EXERCISE OBJECTIVE: Lines that contain the string "executed" are the ones to list; copy all of them from the records.
*** Opening of THE RECORDS ***
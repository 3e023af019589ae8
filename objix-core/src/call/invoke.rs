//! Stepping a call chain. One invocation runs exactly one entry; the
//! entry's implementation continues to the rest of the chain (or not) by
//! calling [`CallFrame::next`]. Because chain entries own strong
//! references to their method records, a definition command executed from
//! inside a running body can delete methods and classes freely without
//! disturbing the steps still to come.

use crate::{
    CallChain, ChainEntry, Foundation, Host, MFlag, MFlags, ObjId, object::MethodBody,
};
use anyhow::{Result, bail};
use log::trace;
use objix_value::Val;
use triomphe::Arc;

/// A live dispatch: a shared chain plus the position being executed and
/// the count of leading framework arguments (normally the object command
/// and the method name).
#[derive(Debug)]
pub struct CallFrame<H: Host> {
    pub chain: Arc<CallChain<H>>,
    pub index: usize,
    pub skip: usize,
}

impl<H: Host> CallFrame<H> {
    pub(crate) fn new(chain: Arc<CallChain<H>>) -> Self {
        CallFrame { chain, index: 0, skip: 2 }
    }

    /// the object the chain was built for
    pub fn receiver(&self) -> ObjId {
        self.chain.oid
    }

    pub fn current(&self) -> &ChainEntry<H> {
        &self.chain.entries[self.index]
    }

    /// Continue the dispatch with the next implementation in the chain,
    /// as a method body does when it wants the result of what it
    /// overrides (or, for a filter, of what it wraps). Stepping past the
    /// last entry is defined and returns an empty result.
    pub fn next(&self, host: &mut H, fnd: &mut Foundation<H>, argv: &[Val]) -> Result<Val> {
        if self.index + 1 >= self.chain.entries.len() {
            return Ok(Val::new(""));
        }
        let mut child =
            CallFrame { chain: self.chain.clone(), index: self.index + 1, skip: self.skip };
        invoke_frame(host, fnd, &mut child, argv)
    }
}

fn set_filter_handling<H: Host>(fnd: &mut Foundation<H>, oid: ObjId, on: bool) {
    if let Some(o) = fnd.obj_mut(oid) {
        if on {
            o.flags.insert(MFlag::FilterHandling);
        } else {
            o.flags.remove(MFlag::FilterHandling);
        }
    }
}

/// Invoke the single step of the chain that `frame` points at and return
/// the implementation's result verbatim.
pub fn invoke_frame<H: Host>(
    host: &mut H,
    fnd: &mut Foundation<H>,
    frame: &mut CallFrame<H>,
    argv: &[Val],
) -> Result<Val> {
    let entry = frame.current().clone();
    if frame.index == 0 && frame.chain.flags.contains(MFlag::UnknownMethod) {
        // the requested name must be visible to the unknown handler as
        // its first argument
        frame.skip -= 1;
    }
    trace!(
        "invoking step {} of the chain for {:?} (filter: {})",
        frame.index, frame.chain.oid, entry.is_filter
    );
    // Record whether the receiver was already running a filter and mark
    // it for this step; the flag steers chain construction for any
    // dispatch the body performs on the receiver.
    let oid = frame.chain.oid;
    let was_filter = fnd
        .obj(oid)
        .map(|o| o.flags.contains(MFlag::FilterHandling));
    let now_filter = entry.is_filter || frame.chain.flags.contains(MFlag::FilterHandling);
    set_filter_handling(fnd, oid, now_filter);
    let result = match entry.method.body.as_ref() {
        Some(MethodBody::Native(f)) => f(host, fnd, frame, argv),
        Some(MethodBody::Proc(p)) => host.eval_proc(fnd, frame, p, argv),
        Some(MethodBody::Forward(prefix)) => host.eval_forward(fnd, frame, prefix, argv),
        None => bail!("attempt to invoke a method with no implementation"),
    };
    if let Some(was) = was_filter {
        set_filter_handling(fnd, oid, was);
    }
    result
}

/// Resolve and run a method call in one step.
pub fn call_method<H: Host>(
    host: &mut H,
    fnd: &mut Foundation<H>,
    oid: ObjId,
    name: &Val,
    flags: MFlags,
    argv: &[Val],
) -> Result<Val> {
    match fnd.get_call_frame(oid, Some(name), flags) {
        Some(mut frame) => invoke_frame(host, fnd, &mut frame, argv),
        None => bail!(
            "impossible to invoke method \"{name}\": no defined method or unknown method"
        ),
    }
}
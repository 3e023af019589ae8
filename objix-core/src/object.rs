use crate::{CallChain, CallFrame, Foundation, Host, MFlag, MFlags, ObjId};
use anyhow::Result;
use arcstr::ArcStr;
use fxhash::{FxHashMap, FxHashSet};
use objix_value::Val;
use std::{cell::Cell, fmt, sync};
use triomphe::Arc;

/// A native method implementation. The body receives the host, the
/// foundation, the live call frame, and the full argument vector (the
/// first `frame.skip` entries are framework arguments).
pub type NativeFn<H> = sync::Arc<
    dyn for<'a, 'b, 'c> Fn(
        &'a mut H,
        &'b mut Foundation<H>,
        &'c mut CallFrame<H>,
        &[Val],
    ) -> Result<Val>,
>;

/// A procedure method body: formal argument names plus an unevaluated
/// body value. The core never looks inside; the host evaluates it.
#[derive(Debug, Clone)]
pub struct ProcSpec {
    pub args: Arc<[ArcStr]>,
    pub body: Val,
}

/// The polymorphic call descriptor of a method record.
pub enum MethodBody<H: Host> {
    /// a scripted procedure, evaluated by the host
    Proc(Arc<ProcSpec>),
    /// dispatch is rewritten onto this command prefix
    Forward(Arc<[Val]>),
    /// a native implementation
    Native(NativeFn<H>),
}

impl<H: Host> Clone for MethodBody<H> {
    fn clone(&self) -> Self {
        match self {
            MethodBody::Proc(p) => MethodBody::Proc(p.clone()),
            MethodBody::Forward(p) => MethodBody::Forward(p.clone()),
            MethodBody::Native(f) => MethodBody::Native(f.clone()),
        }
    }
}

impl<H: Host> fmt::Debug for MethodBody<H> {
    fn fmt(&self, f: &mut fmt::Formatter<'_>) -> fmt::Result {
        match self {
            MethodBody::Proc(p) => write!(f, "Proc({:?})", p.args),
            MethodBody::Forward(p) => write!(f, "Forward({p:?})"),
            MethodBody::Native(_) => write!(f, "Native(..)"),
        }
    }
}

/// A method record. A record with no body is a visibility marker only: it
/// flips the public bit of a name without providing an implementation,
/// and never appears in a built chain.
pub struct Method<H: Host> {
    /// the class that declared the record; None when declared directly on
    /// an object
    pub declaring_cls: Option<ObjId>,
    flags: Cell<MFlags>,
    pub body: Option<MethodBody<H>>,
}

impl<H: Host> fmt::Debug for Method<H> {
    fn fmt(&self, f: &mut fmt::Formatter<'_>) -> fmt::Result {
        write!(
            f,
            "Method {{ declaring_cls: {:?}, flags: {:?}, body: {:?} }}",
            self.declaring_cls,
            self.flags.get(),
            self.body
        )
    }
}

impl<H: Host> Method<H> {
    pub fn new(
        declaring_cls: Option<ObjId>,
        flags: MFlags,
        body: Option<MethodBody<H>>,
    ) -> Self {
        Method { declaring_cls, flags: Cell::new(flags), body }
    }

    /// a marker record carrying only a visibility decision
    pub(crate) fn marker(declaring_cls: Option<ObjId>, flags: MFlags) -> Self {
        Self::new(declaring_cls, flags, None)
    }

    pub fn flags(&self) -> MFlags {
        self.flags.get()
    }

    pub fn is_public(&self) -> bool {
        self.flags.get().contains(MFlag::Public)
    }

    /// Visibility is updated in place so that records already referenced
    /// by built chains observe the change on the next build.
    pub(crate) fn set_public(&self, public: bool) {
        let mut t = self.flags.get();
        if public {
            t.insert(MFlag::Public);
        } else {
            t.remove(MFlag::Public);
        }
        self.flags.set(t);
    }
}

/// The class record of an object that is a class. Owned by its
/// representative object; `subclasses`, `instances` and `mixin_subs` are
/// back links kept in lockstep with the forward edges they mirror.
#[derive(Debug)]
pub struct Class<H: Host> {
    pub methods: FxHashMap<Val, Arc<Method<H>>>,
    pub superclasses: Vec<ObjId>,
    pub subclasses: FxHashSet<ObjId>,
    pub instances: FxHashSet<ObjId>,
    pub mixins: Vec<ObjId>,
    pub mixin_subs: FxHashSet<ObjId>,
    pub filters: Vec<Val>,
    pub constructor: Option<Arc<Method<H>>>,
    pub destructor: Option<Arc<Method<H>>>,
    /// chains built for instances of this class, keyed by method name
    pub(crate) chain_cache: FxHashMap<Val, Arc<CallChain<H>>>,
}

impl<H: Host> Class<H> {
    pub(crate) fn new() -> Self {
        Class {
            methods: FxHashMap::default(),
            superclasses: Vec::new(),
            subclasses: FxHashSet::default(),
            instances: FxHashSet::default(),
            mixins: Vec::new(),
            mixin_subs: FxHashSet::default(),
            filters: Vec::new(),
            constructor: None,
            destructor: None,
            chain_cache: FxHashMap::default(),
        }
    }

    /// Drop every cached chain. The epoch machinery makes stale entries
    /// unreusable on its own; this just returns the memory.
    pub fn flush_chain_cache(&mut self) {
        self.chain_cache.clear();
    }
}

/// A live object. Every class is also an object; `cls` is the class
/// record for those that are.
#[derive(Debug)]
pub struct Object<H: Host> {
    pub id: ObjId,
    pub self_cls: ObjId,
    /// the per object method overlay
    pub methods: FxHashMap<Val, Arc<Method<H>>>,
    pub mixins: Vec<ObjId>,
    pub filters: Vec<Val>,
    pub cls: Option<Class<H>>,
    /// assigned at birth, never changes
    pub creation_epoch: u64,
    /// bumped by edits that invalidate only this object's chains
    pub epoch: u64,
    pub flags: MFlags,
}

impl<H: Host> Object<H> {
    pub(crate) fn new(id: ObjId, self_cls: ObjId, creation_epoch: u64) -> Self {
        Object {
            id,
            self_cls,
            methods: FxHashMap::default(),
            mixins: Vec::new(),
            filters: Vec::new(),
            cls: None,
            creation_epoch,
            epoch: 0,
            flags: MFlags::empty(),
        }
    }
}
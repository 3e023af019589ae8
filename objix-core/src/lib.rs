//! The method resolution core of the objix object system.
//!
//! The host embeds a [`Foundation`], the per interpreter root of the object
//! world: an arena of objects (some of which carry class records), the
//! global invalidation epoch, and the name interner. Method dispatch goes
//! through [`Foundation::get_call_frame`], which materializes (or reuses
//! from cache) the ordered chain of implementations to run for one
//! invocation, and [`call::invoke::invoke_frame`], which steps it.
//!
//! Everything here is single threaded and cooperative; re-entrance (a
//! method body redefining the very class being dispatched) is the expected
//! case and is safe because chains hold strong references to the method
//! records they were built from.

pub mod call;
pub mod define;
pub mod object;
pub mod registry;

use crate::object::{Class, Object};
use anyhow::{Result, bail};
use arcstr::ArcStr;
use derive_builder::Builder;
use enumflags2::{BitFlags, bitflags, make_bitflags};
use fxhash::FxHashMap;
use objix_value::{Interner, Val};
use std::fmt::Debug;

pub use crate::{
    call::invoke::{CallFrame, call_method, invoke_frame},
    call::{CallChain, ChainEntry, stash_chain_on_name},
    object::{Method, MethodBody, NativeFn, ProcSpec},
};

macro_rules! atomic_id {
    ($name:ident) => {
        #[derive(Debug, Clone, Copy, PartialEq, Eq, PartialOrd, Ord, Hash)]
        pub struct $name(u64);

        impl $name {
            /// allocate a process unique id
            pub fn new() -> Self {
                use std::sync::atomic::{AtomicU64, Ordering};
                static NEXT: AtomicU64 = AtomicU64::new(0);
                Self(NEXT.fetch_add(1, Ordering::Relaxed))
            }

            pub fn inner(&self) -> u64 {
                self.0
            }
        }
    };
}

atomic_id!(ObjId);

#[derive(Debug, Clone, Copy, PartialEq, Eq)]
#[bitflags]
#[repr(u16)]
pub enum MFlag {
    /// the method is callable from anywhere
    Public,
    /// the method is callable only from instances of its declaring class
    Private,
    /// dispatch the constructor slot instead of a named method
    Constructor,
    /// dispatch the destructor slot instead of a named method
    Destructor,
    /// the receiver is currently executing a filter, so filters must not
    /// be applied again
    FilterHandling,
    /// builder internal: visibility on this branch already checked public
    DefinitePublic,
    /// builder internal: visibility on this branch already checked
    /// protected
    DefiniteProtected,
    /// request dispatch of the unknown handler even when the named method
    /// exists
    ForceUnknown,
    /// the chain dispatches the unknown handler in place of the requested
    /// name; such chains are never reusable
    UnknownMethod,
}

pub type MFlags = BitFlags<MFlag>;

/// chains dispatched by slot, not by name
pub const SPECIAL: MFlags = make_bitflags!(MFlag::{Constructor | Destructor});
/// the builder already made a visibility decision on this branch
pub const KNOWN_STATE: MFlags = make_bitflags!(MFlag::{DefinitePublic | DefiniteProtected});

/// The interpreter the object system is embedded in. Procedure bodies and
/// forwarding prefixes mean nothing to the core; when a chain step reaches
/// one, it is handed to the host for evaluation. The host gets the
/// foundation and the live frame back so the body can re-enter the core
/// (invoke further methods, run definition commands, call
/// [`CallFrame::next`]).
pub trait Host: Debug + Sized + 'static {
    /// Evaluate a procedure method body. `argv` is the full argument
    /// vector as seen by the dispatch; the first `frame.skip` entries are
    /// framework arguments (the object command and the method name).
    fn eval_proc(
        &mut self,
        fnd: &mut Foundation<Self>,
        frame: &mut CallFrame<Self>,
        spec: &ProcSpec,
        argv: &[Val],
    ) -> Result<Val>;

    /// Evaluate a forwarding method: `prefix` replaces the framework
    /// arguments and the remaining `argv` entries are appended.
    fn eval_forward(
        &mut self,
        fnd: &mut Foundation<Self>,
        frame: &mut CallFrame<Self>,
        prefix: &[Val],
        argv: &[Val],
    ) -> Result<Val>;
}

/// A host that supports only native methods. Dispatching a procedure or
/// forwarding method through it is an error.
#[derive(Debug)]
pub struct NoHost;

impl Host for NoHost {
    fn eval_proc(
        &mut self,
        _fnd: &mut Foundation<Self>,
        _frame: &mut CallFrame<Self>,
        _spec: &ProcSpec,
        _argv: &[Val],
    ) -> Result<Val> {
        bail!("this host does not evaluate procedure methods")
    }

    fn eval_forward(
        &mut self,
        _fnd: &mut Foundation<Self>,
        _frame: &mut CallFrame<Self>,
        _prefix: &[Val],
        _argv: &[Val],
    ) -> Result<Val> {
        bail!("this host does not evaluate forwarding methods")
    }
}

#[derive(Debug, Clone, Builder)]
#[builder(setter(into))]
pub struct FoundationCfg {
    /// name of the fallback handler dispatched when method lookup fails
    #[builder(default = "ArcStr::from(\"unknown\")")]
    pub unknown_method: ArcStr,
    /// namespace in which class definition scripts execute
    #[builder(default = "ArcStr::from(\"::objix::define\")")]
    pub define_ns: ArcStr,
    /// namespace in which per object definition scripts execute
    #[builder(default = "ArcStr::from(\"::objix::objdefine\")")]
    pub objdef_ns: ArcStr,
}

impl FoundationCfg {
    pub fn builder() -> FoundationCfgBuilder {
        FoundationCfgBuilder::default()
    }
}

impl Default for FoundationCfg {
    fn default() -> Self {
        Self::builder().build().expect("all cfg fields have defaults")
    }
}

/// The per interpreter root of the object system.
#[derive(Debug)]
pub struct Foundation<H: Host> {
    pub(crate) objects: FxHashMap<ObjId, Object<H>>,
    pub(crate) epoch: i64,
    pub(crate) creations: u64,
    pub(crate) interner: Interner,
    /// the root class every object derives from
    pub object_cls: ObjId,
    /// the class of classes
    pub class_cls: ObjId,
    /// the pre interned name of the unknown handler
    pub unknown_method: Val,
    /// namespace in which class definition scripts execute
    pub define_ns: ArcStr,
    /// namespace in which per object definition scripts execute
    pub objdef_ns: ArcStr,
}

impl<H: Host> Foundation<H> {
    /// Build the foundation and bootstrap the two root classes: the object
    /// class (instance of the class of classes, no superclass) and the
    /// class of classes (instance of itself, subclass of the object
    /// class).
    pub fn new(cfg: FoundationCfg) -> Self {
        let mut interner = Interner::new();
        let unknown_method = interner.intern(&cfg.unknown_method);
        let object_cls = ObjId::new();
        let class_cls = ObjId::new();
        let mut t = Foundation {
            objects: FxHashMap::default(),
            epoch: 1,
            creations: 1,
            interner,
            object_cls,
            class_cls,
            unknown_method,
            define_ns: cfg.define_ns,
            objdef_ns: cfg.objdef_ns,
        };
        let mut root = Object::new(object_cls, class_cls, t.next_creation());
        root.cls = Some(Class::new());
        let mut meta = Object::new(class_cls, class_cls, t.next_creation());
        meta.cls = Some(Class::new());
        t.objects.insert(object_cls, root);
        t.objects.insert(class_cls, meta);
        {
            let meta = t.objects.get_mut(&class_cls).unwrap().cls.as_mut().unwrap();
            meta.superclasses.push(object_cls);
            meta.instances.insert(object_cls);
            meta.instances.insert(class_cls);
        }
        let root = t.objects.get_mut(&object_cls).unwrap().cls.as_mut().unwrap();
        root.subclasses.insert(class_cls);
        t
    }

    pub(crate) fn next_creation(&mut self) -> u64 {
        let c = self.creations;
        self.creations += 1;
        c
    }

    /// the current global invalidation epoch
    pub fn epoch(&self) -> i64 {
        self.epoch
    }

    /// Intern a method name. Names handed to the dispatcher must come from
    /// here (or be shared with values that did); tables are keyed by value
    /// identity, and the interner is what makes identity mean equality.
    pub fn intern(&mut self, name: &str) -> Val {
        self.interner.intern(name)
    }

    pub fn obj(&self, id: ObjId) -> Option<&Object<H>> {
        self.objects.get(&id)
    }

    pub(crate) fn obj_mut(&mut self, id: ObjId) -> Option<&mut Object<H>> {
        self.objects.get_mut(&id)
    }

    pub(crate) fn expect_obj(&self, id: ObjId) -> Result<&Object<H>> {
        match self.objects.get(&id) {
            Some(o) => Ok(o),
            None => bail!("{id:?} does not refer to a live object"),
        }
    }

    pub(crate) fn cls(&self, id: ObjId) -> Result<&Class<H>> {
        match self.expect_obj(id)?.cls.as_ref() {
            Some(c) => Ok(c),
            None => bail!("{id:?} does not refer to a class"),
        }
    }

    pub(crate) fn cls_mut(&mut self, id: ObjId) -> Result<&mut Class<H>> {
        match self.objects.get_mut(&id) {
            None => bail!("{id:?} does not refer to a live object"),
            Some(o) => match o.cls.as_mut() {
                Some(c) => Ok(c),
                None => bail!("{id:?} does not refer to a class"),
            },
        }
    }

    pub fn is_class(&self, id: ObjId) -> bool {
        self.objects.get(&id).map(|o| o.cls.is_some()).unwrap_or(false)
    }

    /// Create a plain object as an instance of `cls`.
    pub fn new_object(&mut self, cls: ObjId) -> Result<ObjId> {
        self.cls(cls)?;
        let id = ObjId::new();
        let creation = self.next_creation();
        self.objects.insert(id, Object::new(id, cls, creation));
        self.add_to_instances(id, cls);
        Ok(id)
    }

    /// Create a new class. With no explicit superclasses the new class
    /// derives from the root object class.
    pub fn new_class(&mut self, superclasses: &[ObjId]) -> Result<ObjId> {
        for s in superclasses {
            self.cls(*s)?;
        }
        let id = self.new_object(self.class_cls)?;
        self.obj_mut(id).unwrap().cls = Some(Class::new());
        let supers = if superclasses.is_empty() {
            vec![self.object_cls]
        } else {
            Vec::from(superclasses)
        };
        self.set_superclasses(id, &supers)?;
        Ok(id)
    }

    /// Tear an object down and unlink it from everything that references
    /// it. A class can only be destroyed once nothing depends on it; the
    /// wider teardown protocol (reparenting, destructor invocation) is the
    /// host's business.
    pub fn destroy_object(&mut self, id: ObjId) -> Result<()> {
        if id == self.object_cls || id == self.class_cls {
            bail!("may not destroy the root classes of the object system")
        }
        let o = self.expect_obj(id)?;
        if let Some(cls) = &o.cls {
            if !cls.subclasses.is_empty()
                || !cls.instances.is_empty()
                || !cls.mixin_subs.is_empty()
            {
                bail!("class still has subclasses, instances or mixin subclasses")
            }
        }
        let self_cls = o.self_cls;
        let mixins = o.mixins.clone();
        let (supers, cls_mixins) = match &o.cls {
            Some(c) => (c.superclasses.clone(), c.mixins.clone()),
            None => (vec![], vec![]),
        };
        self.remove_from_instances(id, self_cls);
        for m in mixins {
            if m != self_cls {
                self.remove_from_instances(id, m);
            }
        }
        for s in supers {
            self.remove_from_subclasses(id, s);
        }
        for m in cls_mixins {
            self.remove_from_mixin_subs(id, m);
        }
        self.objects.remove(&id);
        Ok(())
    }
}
*** Close of THE RECORDS ***
RESPONSE:
//! references to their method records, a definition command executed from
/// A live dispatch: a shared chain plus the position being executed and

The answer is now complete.